Thursday, August 6, 2009

Final Project: The Redemption of Magnum

Project Paper
Stephen Mugo
Final
As if in a choir, one-by-one led by the female ape, the monkeys break into laughter. Debbie Magnum laughs back, mimicking the apes, her face radiating with a broad smile. Momentarily, the gap between man and ape is bridged by these transcendent signals. In a playful expression of contentment, the monkeys hop from tree to tree, their cracking laughter getting louder but discordant, eventually receding into the back peripheries of their cage. Magnum moves to the gorilla cage, calling out each of the four gorillas by name, as one would greet a human friend. It is only 7:30 a.m. Magnum has been feeding the animals for the last one-and-a-half hours.
For the last 11 years, Magnum, 33, has been working at the primate department of the Oklahoma City Zoological Park . Standing at 5 feet 8 inches, averagely built, and with flowing brown hair, this mother of two walks in hurried strides, perhaps revealing what she calls her clustered schedule. She works ten-hour days at the zoo, six days each week. “The level of enthusiasm with which she goes about her zoo job is unmatched” says Amy McFarland Dean, Magnum’s department manager.
Several times every year, Magnum travels to the Democratic Republic of Congo where she works to save the wildlife in the Congo Forest . A native of Norman -- a campus suburb within the Oklahoma City metropolis -- Magnum wants to save the apes of Congo from possible human-triggered extinction. She has received international recognition, including a Conservator of the Year Award, 2004 from The Wildlife Club International, for her work in Africa . She says that her work in the Congo Forest is her first passion in life. “The endless conflicts have led to a drastic reduction in the ape population in the Congo Forest ,” Magnum says. “These animals have become victims, too.”
Due to recurrent civil wars in Congo which have resulted into widespread poverty, large swaths of the Congo Forest have been cleared to avail farmland for the landless poor. The rebels fighting the government use the forests as their hiding places. The trees have been cut and burned to make cooking charcoal. The wildlife has been illegally poached for meat. Magnum says that the Congo Forest is the largest habitation of apes in the world. She says that while the world has focused on the human crisis in Congo , the wildlife problem has received little attention. “The humanitarian crisis has received some world attention, but the animals have almost been forgotten,” Magnum says.

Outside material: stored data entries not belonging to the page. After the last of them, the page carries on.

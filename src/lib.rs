// 核心模块
pub mod assets;
pub mod config;
pub mod gui;
pub mod input;
pub mod market;

// 重新导出主要类型
pub use assets::{AssetStore, TrackedAsset};
pub use config::AppConfig;
pub use gui::{ChartRenderer, RenderFrame, ScreenManager, Services, ViewId};
pub use input::{Gesture, GestureRecognizer, TouchEvent, TouchPhase};
pub use market::{PriceSeriesCache, SimulatedProvider};

/// 库的版本信息
pub const VERSION: &str = env!("CARGO_PKG_VERSION");

/// 初始化日志系统 - 输出到文件以免干扰面板 UI
pub fn init_logging(log_file: &str, level: &str) {
    use std::fs::OpenOptions;

    let filter = level.parse().unwrap_or(log::LevelFilter::Info);

    match OpenOptions::new().create(true).append(true).open(log_file) {
        Ok(file) => {
            env_logger::Builder::from_default_env()
                .target(env_logger::Target::Pipe(Box::new(file)))
                .filter_level(filter)
                .init();
        }
        Err(_) => {
            // 日志文件打不开就退回 stderr，但只记录警告以上
            env_logger::Builder::from_default_env()
                .filter_level(log::LevelFilter::Warn)
                .init();
        }
    }
}
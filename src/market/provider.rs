/// 价格数据提供者接口
///
/// 本文件定义价格数据源的统一接口，包括：
/// - PriceProvider：当前价 / 历史序列两个抓取操作的 trait 接口
/// - ProviderError：携带上下文的统一错误类型
/// - SimulatedProvider：±1% 随机游走的模拟数据源，供二进制与测试使用
///
/// 真实的 HTTP 客户端是外部协作者；核心把两个抓取操作都视为
/// 可失败且可能很慢，从不假设成功。"未找到"/"限流" 等条件通过
/// 显式错误值返回给调用方做 UI 级决策，不使用异常式控制流。

use std::collections::HashMap;

use chrono::{Duration as ChronoDuration, Utc};
use rand::Rng;
use thiserror::Error;

use crate::market::series::PricePoint;

/// Provider 统一错误类型
#[derive(Debug, Error)]
pub enum ProviderError {
    /// 符号不存在
    #[error("symbol not found: {symbol}")]
    NotFound { symbol: String },

    /// 被数据源限流
    #[error("rate limited by provider (retry after {retry_after_secs:?}s)")]
    RateLimited { retry_after_secs: Option<u64> },

    /// 响应格式不符合预期
    #[error("malformed response: {message}")]
    MalformedResponse { message: String },

    /// 网络层错误
    #[error("network error: {message}")]
    Network {
        message: String,
        is_recoverable: bool,
    },
}

/// 价格数据提供者
///
/// `fetch_current` 返回最新成交价；`fetch_history` 返回按时间升序的
/// (时间戳, 价格) 序列。两者都是同步调用，受主循环 tick 预算约束。
pub trait PriceProvider {
    fn fetch_current(&mut self, symbol: &str) -> Result<f64, ProviderError>;

    fn fetch_history(&mut self, symbol: &str, days: u32)
        -> Result<Vec<PricePoint>, ProviderError>;
}

/// 模拟数据源配置
#[derive(Debug, Clone)]
pub struct SimulatedProviderConfig {
    /// 未知符号的初始基准价
    pub base_price: f64,
    /// 单步随机游走幅度（占比，默认 ±1%）
    pub walk_range: f64,
    /// 注入失败的概率 [0,1]，用于演练降级路径
    pub failure_rate: f64,
    /// 历史序列的采样间隔（小时）
    pub sample_interval_hours: i64,
}

impl Default for SimulatedProviderConfig {
    fn default() -> Self {
        Self {
            base_price: 100.0,
            walk_range: 0.01,
            failure_rate: 0.0,
            sample_interval_hours: 3,
        }
    }
}

/// 随机游走模拟数据源
///
/// 每个符号维持自己的最新价，下一口价在上一口价基础上做小幅
/// 随机游走并夹在正值范围内，所有调用方观察到同一条价格路径。
pub struct SimulatedProvider {
    config: SimulatedProviderConfig,
    prices: HashMap<String, f64>,
}

impl SimulatedProvider {
    pub fn new(config: SimulatedProviderConfig) -> Self {
        Self {
            config,
            prices: HashMap::new(),
        }
    }

    fn next_price(&self, current: f64) -> f64 {
        let mut rng = rand::thread_rng();
        let change: f64 = rng.gen_range(-self.config.walk_range..self.config.walk_range);
        (current * (1.0 + change)).max(0.01)
    }

    fn maybe_fail(&self) -> Result<(), ProviderError> {
        if self.config.failure_rate > 0.0 {
            let roll: f64 = rand::thread_rng().gen_range(0.0..1.0);
            if roll < self.config.failure_rate {
                return Err(ProviderError::Network {
                    message: "simulated transport failure".to_string(),
                    is_recoverable: true,
                });
            }
        }
        Ok(())
    }
}

impl Default for SimulatedProvider {
    fn default() -> Self {
        Self::new(SimulatedProviderConfig::default())
    }
}

impl PriceProvider for SimulatedProvider {
    fn fetch_current(&mut self, symbol: &str) -> Result<f64, ProviderError> {
        if symbol.is_empty() {
            return Err(ProviderError::NotFound {
                symbol: symbol.to_string(),
            });
        }
        self.maybe_fail()?;

        let current = *self
            .prices
            .get(symbol)
            .unwrap_or(&self.config.base_price);
        let next = self.next_price(current);
        self.prices.insert(symbol.to_string(), next);
        Ok(next)
    }

    fn fetch_history(
        &mut self,
        symbol: &str,
        days: u32,
    ) -> Result<Vec<PricePoint>, ProviderError> {
        if symbol.is_empty() {
            return Err(ProviderError::NotFound {
                symbol: symbol.to_string(),
            });
        }
        self.maybe_fail()?;

        let interval = ChronoDuration::hours(self.config.sample_interval_hours);
        let count = (days as i64 * 24 / self.config.sample_interval_hours).max(2);
        let now = Utc::now();

        let mut price = *self
            .prices
            .get(symbol)
            .unwrap_or(&self.config.base_price);
        let mut points = Vec::with_capacity(count as usize);
        // 从最早的点向现在游走
        for i in (0..count).rev() {
            price = self.next_price(price);
            points.push(PricePoint::new(now - interval * i as i32, price));
        }
        self.prices.insert(symbol.to_string(), price);
        Ok(points)
    }
}
/// 输入模块 - 触摸事件、手势识别与回放
pub mod gesture;
pub mod replay;
pub mod touch;

pub use gesture::{Gesture, GestureRecognizer, GestureSettings};
pub use replay::{IdleSource, ReplaySource, TouchSource};
pub use touch::{NormPos, TouchEvent, TouchPhase};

Magnum says that her sympathy for the threatened wildlife in Congo is drawn from the fact that she suffered neglect for a long period in her life. She has joined a non-governmental organization called Ape-Refuge which sensitizes the warring parties in Congo to the wildlife problem, and rescues trapped and injured apes. Magnum volunteers her expertise gained at the Oklahoma City Zoo to rehabilitate these rescued apes. Magnum says that her goal in life is to give a second chance to the suffering animals. She says that her passion to rehabilitate comes from the story of her life, which she says is a story of redemption.
Magnum’s parents, Eli and Irene Magnum, divorced a few months following her birth, primarily because her birth resulted in disagreements and in financial problems. “A few years ago, my mother confessed that my conception was a mistake,” Magnum says with teary eyes. “At one point, my dad suggested to my mum that she aborts me. My mother rebuffed the idea.”
Magnum would never see her dad again. Eli Magnum eventually ended up in jail for the offense, according to Irene Magnum, of aiding in a robbery. Although he was sentenced only to 18 months in jail, a riot broke out in which the inmates held up for two days the Illinois jail facility where Eli Magnum was held. In the ensuing melee, a fellow inmate killed Eli Magnum, mistaking him for a sex-offender. He was only 41. “Eli was a handsome man, sometimes a wonderful husband. But he was tragic,” says Irene Magnum, now 49.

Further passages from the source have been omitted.